Detection of Nitrate-Reducing/Denitrifying Bacteria from Contaminated and Uncontaminated Tallgrass Prairie Soil: Limitations of PCR Primers.

Abstract

Contamination of soil by spills of crude oil and oilfield brine is known to affect the species composition and functioning of soil microbial communities. However, the effect of such contamination on nitrogen cycling, an important biogeochemical cycle in tallgrass prairie soil, is less well known. Detecting nitrate-reducing (NR) and denitrifying (DN) bacteria via PCR amplification of the genes essential for these processes depends on how well PCR primers match the sequences of these bacteria. In this study, we enriched for NR and DN bacteria from oil/brine tallgrass prairie soil contaminated 5-10 years previously versus those cultured from uncontaminated soil, confirmed the capacity of 75 strains isolated from the enrichments to reduce nitrate and/nitrite, then screened the strains with primers specific to seven nitrogen cycle functional genes.

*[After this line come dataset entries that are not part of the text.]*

use std::sync::atomic::{AtomicBool, AtomicU64, Ordering};
use std::sync::Arc;
use std::time::Duration;

use futures::stream::{self, StreamExt};
use log::{debug, trace, warn};
use rand::Rng;
use tokio::net::TcpListener;
use tokio::sync::Mutex;
use tokio::task::JoinHandle;
use tokio::time::sleep;

use crate::config::Configure;
use crate::error::RpcError;
use crate::message::{Accept, AcceptReply, Decide, DecideReply, Prepare, Reply, Request};
use crate::types::{Fate, Pnum, Replica, Seq, Value};
use crate::util;

/// Chance that an unreliable peer discards an inbound request outright
const DROP_REQUEST_RATE: f64 = 0.1;
/// Chance that an unreliable peer processes a request but discards the reply
const DROP_REPLY_RATE: f64 = 0.1;

/// One Paxos peer, embedded in an application.
///
/// The handle is cheap to share; all agreement work happens on background
/// tasks. `start` kicks off agreement and returns immediately, the
/// application polls `status` to observe the outcome.
pub struct Peer<C>
where
    C: Value,
{
    inner: Arc<InnerPeer<C>>,
    serve_handle: JoinHandle<()>,
}

impl<C> Peer<C>
where
    C: Value,
{
    /// Bind the endpoint at `peer[index]`, start the accept loop and
    /// return the application handle.
    pub async fn new(conf: Configure) -> Result<Self, RpcError> {
        let inner = Arc::new(InnerPeer::new(conf));
        let rpc_server = RpcServer::new(inner.clone()).await?;
        let serve_handle = tokio::spawn(async move {
            rpc_server.serve().await;
        });
        Ok(Self {
            inner,
            serve_handle,
        })
    }

    /// Start agreement on slot `seq` with proposed value `value`, then
    /// return without waiting for the outcome. A seq below the forget
    /// horizon is permanently settled and the call is ignored.
    pub async fn start(&self, seq: i64, value: C) {
        let seq = Seq::from(seq);
        {
            let mut replica = self.inner.replica.lock().await;
            if seq < replica.forget_horizon() {
                return;
            }
        }
        let inner = self.inner.clone();
        tokio::spawn(async move {
            inner.propose(seq, value).await;
        });
    }

    /// What this peer knows about slot `seq`. Local state only, no
    /// messages are sent.
    pub async fn status(&self, seq: i64) -> (Fate, Option<C>) {
        self.inner.replica.lock().await.status(seq.into())
    }

    /// The application is done with every slot at or below `seq`. The new
    /// mark reaches other peers piggybacked on our next outbound Decide.
    pub async fn done(&self, seq: i64) {
        self.inner.replica.lock().await.record_done(seq.into());
    }

    /// Highest slot this peer has heard anything about, or -1
    pub async fn max(&self) -> i64 {
        *self.inner.replica.lock().await.max_seq()
    }

    /// One greater than the cluster-wide done-through minimum. Slots
    /// below it are reclaimed and read as Forgotten from now on.
    pub async fn min(&self) -> i64 {
        *self.inner.replica.lock().await.forget_horizon()
    }

    pub fn me(&self) -> usize {
        self.inner.conf.index
    }

    /// Shut the peer down. In-flight proposers notice the flag and stop;
    /// nothing is cleaned up beyond that.
    pub fn kill(&self) {
        self.inner.dead.store(true, Ordering::Relaxed);
        self.serve_handle.abort();
    }

    /// Test hook: make the listener drop requests and replies at random
    pub fn set_unreliable(&self, unreliable: bool) {
        self.inner.unreliable.store(unreliable, Ordering::Relaxed);
    }

    /// Test hook: number of inbound RPCs this peer has processed
    pub fn rpc_count(&self) -> u64 {
        self.inner.rpc_count.load(Ordering::Relaxed)
    }
}

pub(crate) struct InnerPeer<C>
where
    C: Value,
{
    conf: Configure,
    replica: Mutex<Replica<C>>,
    dead: AtomicBool,
    unreliable: AtomicBool,
    rpc_count: AtomicU64,
}

impl<C> InnerPeer<C>
where
    C: Value,
{
    fn new(conf: Configure) -> Self {
        let replica = Replica::new(conf.index, conf.peer_cnt);
        Self {
            conf,
            replica: Mutex::new(replica),
            dead: AtomicBool::new(false),
            unreliable: AtomicBool::new(false),
            rpc_count: AtomicU64::new(0),
        }
    }

    fn is_dead(&self) -> bool {
        self.dead.load(Ordering::Relaxed)
    }

    fn is_unreliable(&self) -> bool {
        self.unreliable.load(Ordering::Relaxed)
    }

    /// Acceptor dispatch, shared by the listener and the proposer's
    /// self-call. Each arm takes the peer mutex for its whole duration, so
    /// the caller must not hold it.
    pub(crate) async fn handle_request(&self, request: Request<C>) -> Reply<C> {
        match request {
            Request::Prepare(p) => {
                trace!("peer {} handle prepare seq {}", self.conf.index, *p.seq);
                Reply::Prepare(self.replica.lock().await.handle_prepare(p))
            }
            Request::Accept(a) => {
                trace!("peer {} handle accept seq {}", self.conf.index, *a.seq);
                Reply::Accept(self.replica.lock().await.handle_accept(a))
            }
            Request::Decide(d) => {
                trace!("peer {} handle decide seq {}", self.conf.index, *d.seq);
                self.replica.lock().await.handle_decide(d);
                Reply::Decide(DecideReply {})
            }
        }
    }

    /// Send `request` to every peer at once. The local peer is reached by
    /// a direct handler call instead of the loopback; a remote peer that
    /// does not answer within the RPC budget shows up as None.
    async fn broadcast(&self, request: Request<C>) -> Vec<Option<Reply<C>>> {
        let me = self.conf.index;
        stream::iter(0..self.conf.peer_cnt)
            .map(|i| {
                let request = request.clone();
                async move {
                    if i == me {
                        Some(self.handle_request(request).await)
                    } else {
                        util::call(&self.conf[i], &request).await
                    }
                }
            })
            .buffer_unordered(self.conf.peer_cnt)
            .collect()
            .await
    }

    /// Drive slot `seq` to a decision. Loops through prepare/accept
    /// rounds under ever-fresh round numbers until either we push a value
    /// through a majority or somebody else's decision lands here.
    pub(crate) async fn propose(self: Arc<Self>, seq: Seq, value: C) {
        let me = self.conf.index;
        debug!("peer {} proposing seq {}", me, *seq);

        loop {
            if self.is_dead() {
                return;
            }
            let (pnum, majority) = {
                let mut replica = self.replica.lock().await;
                if replica.status(seq).0 == Fate::Decided {
                    debug!("peer {} sees seq {} decided, proposer exits", me, *seq);
                    return;
                }
                (replica.next_pnum(), replica.majority())
            };

            // phase 1: collect promises
            let replies = self.broadcast(Request::Prepare(Prepare { seq, pnum })).await;
            let mut promised = 0;
            let mut max_accept: Option<Pnum> = None;
            let mut adopted: Option<C> = None;
            for reply in replies.into_iter().flatten() {
                if let Reply::Prepare(p) = reply {
                    if p.ok {
                        promised += 1;
                        if p.accept_pnum > max_accept {
                            max_accept = p.accept_pnum;
                            adopted = p.accept_value;
                        }
                    }
                }
            }

            if promised >= majority {
                // a promise that carries an accepted value binds us to the
                // highest of them; our own value only rides a clean slate
                let candidate = adopted.unwrap_or_else(|| value.clone());

                // phase 2: collect accepts
                let replies = self
                    .broadcast(Request::Accept(Accept {
                        seq,
                        pnum,
                        value: candidate.clone(),
                    }))
                    .await;
                let accepted = replies
                    .into_iter()
                    .flatten()
                    .filter(|r| matches!(r, Reply::Accept(AcceptReply { ok: true })))
                    .count();

                if accepted >= majority {
                    let done = self.replica.lock().await.done_through();
                    debug!("peer {} decided seq {}", me, *seq);
                    self.broadcast(Request::Decide(Decide {
                        seq,
                        value: candidate,
                        pnum,
                        sender: me.into(),
                        done,
                    }))
                    .await;
                    return;
                }
            }

            // a competing proposer outbid us; back off a random moment so
            // the duel ends
            let pause = rand::thread_rng().gen_range(10..40);
            sleep(Duration::from_millis(pause)).await;
        }
    }
}

pub(crate) struct RpcServer<C>
where
    C: Value,
{
    inner: Arc<InnerPeer<C>>,
    listener: TcpListener,
}

impl<C> RpcServer<C>
where
    C: Value,
{
    pub(crate) async fn new(inner: Arc<InnerPeer<C>>) -> Result<Self, RpcError> {
        let listener = TcpListener::bind(&inner.conf[inner.conf.index]).await?;
        Ok(Self { inner, listener })
    }

    /// Accept loop: one connection per request/reply exchange. When the
    /// peer is flagged unreliable, a request may be dropped on the floor
    /// before processing, or processed with its reply discarded. The
    /// protocol has to survive both.
    pub(crate) async fn serve(&self) {
        loop {
            match self.listener.accept().await {
                Ok((mut stream, _)) => {
                    if self.inner.is_dead() {
                        break;
                    }
                    let inner = self.inner.clone();
                    tokio::spawn(async move {
                        if inner.is_unreliable()
                            && rand::thread_rng().gen_bool(DROP_REQUEST_RATE)
                        {
                            return;
                        }
                        let drop_reply = inner.is_unreliable()
                            && rand::thread_rng().gen_bool(DROP_REPLY_RATE);

                        let request: Request<C> = match util::recv_message(&mut stream).await {
                            Ok(request) => request,
                            Err(e) => {
                                trace!("peer {} dropped a request: {}", inner.conf.index, e);
                                return;
                            }
                        };
                        inner.rpc_count.fetch_add(1, Ordering::Relaxed);

                        let reply = inner.handle_request(request).await;
                        if !drop_reply {
                            if let Err(e) = util::send_message(&mut stream, &reply).await {
                                trace!("peer {} failed to reply: {}", inner.conf.index, e);
                            }
                        }
                    });
                }
                Err(e) => {
                    if self.inner.is_dead() {
                        break;
                    }
                    warn!("peer {} accept error: {}", self.inner.conf.index, e);
                }
            }
        }
    }
}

The strains comprised a phylogenetically diverse group of NR and DN bacteria, with proportionately more γ-Proteobacteria in oil-contaminated sites and more Bacilli in brine-contaminated sites, suggesting some residual effect of the contaminants on the NR and DN species distribution. Around 82% of the strains shown to reduce nitrate/nitrite would not be identified as NR and DN bacteria by the battery of NR and DN primers used. Our results indicate an urgent need to expand the NR/DN functional gene primer database by first identifying novel NR/DN strains through their capacity to reduce nitrate/nitrite.